Cabrá a la comisión constatar que no tiene sentido mantener en Chile un sistema obligatorio caro e incierto de cotizaciones en cuentas individuales administradas privadamente, con muy elevadas ganancias rentistas y parasitarias. La tasa de crecimiento por habitante ha sido del orden de 4% anual en las últimas décadas, cifra mayor al rendimiento de los fondos de pensiones. Una AFP estatal no disminuirá en nada la incertidumbre de los mercados de capitales, aunque podría regular mediante competencia el costo administrativo (se puede ser escéptico al respecto, en todo caso, visto el escaso rol del Banco del Estado entre los bancos, que –como los demás– cobra unas y otras comisiones que aseguran utilidades parasitarias de dos dígitos, es decir, de 22% promedio entre 2005 y 2011, lo que provocaría un escándalo en cualquier país capitalista normal).
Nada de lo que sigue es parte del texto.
use serde::Deserialize;

/// Route listing crawled when no root URL is configured
pub const DEFAULT_ROOT_URL: &str = "https://bustime.mta.info/m/routes/";

/// Main configuration structure for Transit-Mapper
#[derive(Debug, Clone, Default, Deserialize)]
pub struct Config {
    #[serde(default)]
    pub crawler: CrawlerConfig,
    #[serde(rename = "user-agent", default)]
    pub user_agent: UserAgentConfig,
    #[serde(default)]
    pub output: OutputConfig,
}

/// Crawler behavior configuration
#[derive(Debug, Clone, Deserialize)]
#[serde(default)]
pub struct CrawlerConfig {
    /// The route-listing page the crawl starts from
    #[serde(rename = "root-url")]
    pub root_url: String,

    /// Deepest page fetched, in link-follow hops from the root page (0..=2)
    #[serde(rename = "max-depth")]
    pub max_depth: u32,

    /// Maximum number of concurrent page fetches
    #[serde(rename = "max-concurrent-pages-open")]
    pub max_concurrent_pages_open: u32,

    /// Per-request timeout (seconds)
    #[serde(rename = "request-timeout")]
    pub request_timeout: u64,
}

impl Default for CrawlerConfig {
    fn default() -> Self {
        Self {
            root_url: DEFAULT_ROOT_URL.to_string(),
            max_depth: 2,
            max_concurrent_pages_open: 8,
            request_timeout: 30,
        }
    }
}

/// User agent identification configuration
#[derive(Debug, Clone, Deserialize)]
#[serde(default)]
pub struct UserAgentConfig {
    /// Name of the crawler
    #[serde(rename = "crawler-name")]
    pub crawler_name: String,

    /// Version of the crawler
    #[serde(rename = "crawler-version")]
    pub crawler_version: String,

    /// URL with information about the crawler
    #[serde(rename = "contact-url")]
    pub contact_url: String,

    /// Email address for crawler-related contact
    #[serde(rename = "contact-email")]
    pub contact_email: String,
}

impl Default for UserAgentConfig {
    fn default() -> Self {
        Self {
            crawler_name: "transit-mapper".to_string(),
            crawler_version: env!("CARGO_PKG_VERSION").to_string(),
            contact_url: "https://example.com/transit-mapper".to_string(),
            contact_email: "ops@example.com".to_string(),
        }
    }
}

impl UserAgentConfig {
    /// Formats the header value: `Name/Version (+ContactURL; ContactEmail)`
    pub fn header_value(&self) -> String {
        format!(
            "{}/{} (+{}; {})",
            self.crawler_name, self.crawler_version, self.contact_url, self.contact_email
        )
    }
}

/// Output configuration
#[derive(Debug, Clone, Deserialize)]
#[serde(default)]
pub struct OutputConfig {
    /// Directory the CSV tables are written into
    pub directory: String,
}

impl Default for OutputConfig {
    fn default() -> Self {
        Self {
            directory: "./output".to_string(),
        }
    }
}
En el caso de Chile, un mejor sistema a adoptar sería uno de reparto sustentado en una pensión uniforme universal establecida como un porcentaje del sueldo medio y concebida como un derecho para todos los ciudadanos mayores de 65 años, financiada por impuestos progresivos que amplíe sustancialmente y reemplace la actual Pensión Básica Solidaria (que cuesta menos de un 1% del PIB, es decir, menos que las pensiones militares), a la neozelandesa, y manteniendo el fondo fiscal de reserva de pensiones para asegurar su sustentabilidad en el tiempo. O bien con pensiones basadas en cuentas individuales que registren las cotizaciones obligatorias, a la sueca, polaca e italiana, e indexadas por el desempeño de la economía, distribuidas en proporción a los derechos registrados.
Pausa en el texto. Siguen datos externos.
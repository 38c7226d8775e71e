//! HTML parser for extracting anchor elements
//!
//! Every `<a href>` on a page is handed to the page handler together with its
//! text, which on a route page is the stop name.

use scraper::{Html, Selector};

/// One `<a href>` element found on a page
#[derive(Debug, Clone, PartialEq, Eq)]
pub struct LinkElement {
    /// The raw `href` attribute value
    pub href: String,

    /// The element's text content, whitespace-collapsed
    pub text: String,
}

/// Parses HTML content and extracts anchor elements
///
/// # Link Extraction Rules
///
/// **Include:** `<a href="...">` anywhere in the document, in document order.
///
/// **Exclude:**
/// - `<a href="..." download>`
/// - empty hrefs and fragment-only hrefs (same page anchors)
/// - `javascript:`, `mailto:`, `tel:` and `data:` links
///
/// Relative hrefs are returned as-is; the classifier resolves them against
/// the page URL.
///
/// # Example
///
/// ```
/// use transit_mapper::crawler::extract_anchors;
///
/// let html = r#"<ul><li><a href="/m/?q=308323">Main St &amp;
///     1st Ave</a></li></ul>"#;
/// let anchors = extract_anchors(html);
/// assert_eq!(anchors.len(), 1);
/// assert_eq!(anchors[0].href, "/m/?q=308323");
/// assert_eq!(anchors[0].text, "Main St & 1st Ave");
/// ```
pub fn extract_anchors(html: &str) -> Vec<LinkElement> {
    let document = Html::parse_document(html);

    let Ok(selector) = Selector::parse("a[href]") else {
        return Vec::new();
    };

    document
        .select(&selector)
        .filter(|element| element.value().attr("download").is_none())
        .filter_map(|element| {
            let href = element.value().attr("href")?.trim();
            if !is_candidate_href(href) {
                return None;
            }

            Some(LinkElement {
                href: href.to_string(),
                text: collapse_whitespace(element.text()),
            })
        })
        .collect()
}

/// Returns false for hrefs that can never name a page to classify
fn is_candidate_href(href: &str) -> bool {
    if href.is_empty() || href.starts_with('#') {
        return false;
    }

    let lower = href.to_ascii_lowercase();
    !(lower.starts_with("javascript:")
        || lower.starts_with("mailto:")
        || lower.starts_with("tel:")
        || lower.starts_with("data:"))
}

/// Joins text fragments and squeezes runs of whitespace to single spaces
fn collapse_whitespace<'a>(fragments: impl Iterator<Item = &'a str>) -> String {
    fragments
        .flat_map(str::split_whitespace)
        .collect::<Vec<_>>()
        .join(" ")
}

#[cfg(test)]
mod tests {
    use super::*;

    #[test]
    fn test_extract_relative_link() {
        let html = r#"<html><body><a href="/m/?q=BX1">BX1 Grand Concourse</a></body></html>"#;
        let anchors = extract_anchors(html);
        assert_eq!(
            anchors,
            vec![LinkElement {
                href: "/m/?q=BX1".to_string(),
                text: "BX1 Grand Concourse".to_string(),
            }]
        );
    }

    #[test]
    fn test_nested_text_is_collapsed() {
        let html = r#"<a href="?q=308323">
                <strong>Main St</strong>
                &amp; 1st Ave
            </a>"#;
        let anchors = extract_anchors(html);
        assert_eq!(anchors[0].text, "Main St & 1st Ave");
    }

    #[test]
    fn test_empty_text() {
        let html = r#"<a href="?q=308323"><img src="stop.png"></a>"#;
        let anchors = extract_anchors(html);
        assert_eq!(anchors.len(), 1);
        assert_eq!(anchors[0].text, "");
    }

    #[test]
    fn test_skip_special_schemes() {
        let html = r#"<html><body>
            <a href="javascript:void(0)">JS</a>
            <a href="MAILTO:test@example.com">Email</a>
            <a href="tel:+1234567890">Call</a>
            <a href="data:text/html,<h1>Test</h1>">Data</a>
        </body></html>"#;
        assert!(extract_anchors(html).is_empty());
    }

    #[test]
    fn test_skip_download_fragment_and_empty() {
        let html = r##"<html><body>
            <a href="/routes.pdf" download>Download</a>
            <a href="#top">Top</a>
            <a href="  ">Blank</a>
            <a name="anchor">No href</a>
        </body></html>"##;
        assert!(extract_anchors(html).is_empty());
    }

    #[test]
    fn test_document_order() {
        let html = r#"<html><body>
            <a href="/m/?q=B1">B1</a>
            <a href="/m/?q=B2">B2</a>
            <a href="/m/?q=B3">B3</a>
        </body></html>"#;
        let hrefs: Vec<String> = extract_anchors(html).into_iter().map(|a| a.href).collect();
        assert_eq!(hrefs, vec!["/m/?q=B1", "/m/?q=B2", "/m/?q=B3"]);
    }
}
En cualquiera de estos esquemas mixtos, las AFP debieran transformarse en entidades que operen en el mercado privado de capitales, sin recibir cotizaciones obligatorias sino que compitan de verdad por los ahorros de los chilenos. Debiera además permitirse el retiro anticipado de fondos de esas cuentas –en adelante voluntarias– para fines como la adquisición de una primera vivienda, enfrentar dificultades financieras significativas o una enfermedad grave, aumentando la seguridad económica de las personas que viven de su trabajo.
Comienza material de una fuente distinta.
//! Geocoding client for the Open-Meteo search API
//!
//! Resolves a free-text city name to a single best-match location. The
//! endpoint is queried for exactly one candidate and the first result wins;
//! there is no ranking or disambiguation beyond that.

use reqwest::Client;
use tracing::{debug, info};

use crate::ClimaplotError;
use crate::config::ClimaplotConfig;
use crate::models::Location;

/// Client for resolving place names to coordinates
#[derive(Debug, Clone)]
pub struct GeocodingClient {
    client: Client,
    base_url: String,
    language: String,
}

impl GeocodingClient {
    /// Create a client against the configured search endpoint
    #[must_use]
    pub fn new(client: Client, config: &ClimaplotConfig) -> Self {
        Self {
            client,
            base_url: config.geocoding_url.clone(),
            language: config.language.clone(),
        }
    }

    /// Resolve a place name to the best-ranked candidate.
    ///
    /// The query must already be trimmed and non-empty; the orchestrator
    /// guards empty input before any request is made. Fails with `NotFound`
    /// when the result set is empty or absent.
    pub async fn resolve(&self, query: &str) -> crate::Result<Location> {
        debug!("Geocoding location name: {}", query);

        let url = format!(
            "{}?name={}&count=1&language={}&format=json",
            self.base_url,
            urlencoding::encode(query),
            self.language
        );

        let response: api::GeocodingResponse =
            self.client.get(&url).send().await?.json().await?;

        let candidate = response
            .results
            .unwrap_or_default()
            .into_iter()
            .next()
            .ok_or(ClimaplotError::NotFound)?;

        let location = Location::from(candidate);
        info!(
            "Resolved {} to ({:.4}, {:.4})",
            location.name, location.latitude, location.longitude
        );
        Ok(location)
    }
}

/// Open-Meteo geocoding response structures
mod api {
    use serde::Deserialize;

    use crate::models::Location;

    #[derive(Debug, Deserialize)]
    pub struct GeocodingResponse {
        pub results: Option<Vec<Candidate>>,
    }

    #[derive(Debug, Deserialize)]
    pub struct Candidate {
        pub name: String,
        pub latitude: f64,
        pub longitude: f64,
        pub country: Option<String>,
    }

    impl From<Candidate> for Location {
        fn from(candidate: Candidate) -> Self {
            Location {
                latitude: candidate.latitude,
                longitude: candidate.longitude,
                name: candidate.name,
                country: candidate.country.unwrap_or_else(|| "Unknown".to_string()),
            }
        }
    }
}

#[cfg(test)]
mod tests {
    use serde_json::json;
    use wiremock::matchers::{method, path, query_param};
    use wiremock::{Mock, MockServer, ResponseTemplate};

    use super::*;

    fn client_for(server: &MockServer) -> GeocodingClient {
        let config = ClimaplotConfig {
            geocoding_url: format!("{}/v1/search", server.uri()),
            ..ClimaplotConfig::default()
        };
        GeocodingClient::new(Client::new(), &config)
    }

    #[tokio::test]
    async fn test_resolve_first_candidate_wins() {
        let server = MockServer::start().await;
        Mock::given(method("GET"))
            .and(path("/v1/search"))
            .and(query_param("name", "Madrid"))
            .and(query_param("count", "1"))
            .and(query_param("language", "es"))
            .and(query_param("format", "json"))
            .respond_with(ResponseTemplate::new(200).set_body_json(json!({
                "results": [
                    {"name": "Madrid", "latitude": 40.4168, "longitude": -3.7038, "country": "España"},
                    {"name": "Madrid", "latitude": 4.73, "longitude": -73.98, "country": "Colombia"}
                ]
            })))
            .mount(&server)
            .await;

        let location = client_for(&server).resolve("Madrid").await.unwrap();
        assert_eq!(location.name, "Madrid");
        assert_eq!(location.country, "España");
        assert_eq!(location.latitude, 40.4168);
        assert_eq!(location.longitude, -3.7038);
    }

    #[tokio::test]
    async fn test_resolve_empty_results_is_not_found() {
        let server = MockServer::start().await;
        Mock::given(method("GET"))
            .and(path("/v1/search"))
            .respond_with(ResponseTemplate::new(200).set_body_json(json!({"results": []})))
            .mount(&server)
            .await;

        let err = client_for(&server).resolve("Qwzxy123").await.unwrap_err();
        assert!(matches!(err, ClimaplotError::NotFound));
    }

    #[tokio::test]
    async fn test_resolve_absent_results_field_is_not_found() {
        let server = MockServer::start().await;
        Mock::given(method("GET"))
            .and(path("/v1/search"))
            .respond_with(
                ResponseTemplate::new(200).set_body_json(json!({"generationtime_ms": 0.5})),
            )
            .mount(&server)
            .await;

        let err = client_for(&server).resolve("Qwzxy123").await.unwrap_err();
        assert!(matches!(err, ClimaplotError::NotFound));
    }

    #[tokio::test]
    async fn test_resolve_missing_country_falls_back() {
        let server = MockServer::start().await;
        Mock::given(method("GET"))
            .and(path("/v1/search"))
            .respond_with(ResponseTemplate::new(200).set_body_json(json!({
                "results": [{"name": "Somewhere", "latitude": 1.0, "longitude": 2.0}]
            })))
            .mount(&server)
            .await;

        let location = client_for(&server).resolve("Somewhere").await.unwrap();
        assert_eq!(location.country, "Unknown");
    }

    #[tokio::test]
    async fn test_resolve_garbage_body_is_transport_error() {
        let server = MockServer::start().await;
        Mock::given(method("GET"))
            .and(path("/v1/search"))
            .respond_with(ResponseTemplate::new(200).set_body_string("not json"))
            .mount(&server)
            .await;

        let err = client_for(&server).resolve("Madrid").await.unwrap_err();
        assert!(matches!(err, ClimaplotError::Transport { .. }));
    }
}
La idea de que la solución a la baja tasa de reemplazo del sistema actual sea subir la cotización a ser entregada obligatoriamente a las AFP, haría poco por aumentar las pensiones de los chilenos y chilenas, salvo que sea sustancial, con la consecuencia de encarecer todavía más el sistema, y mucho por aumentar aún más las sobreutilidades ilegítimas de las AFP, que simplemente deben terminar, pues existen mediante coerción a costa de los ingresos presentes y futuros de la gran mayoría de los chilenos.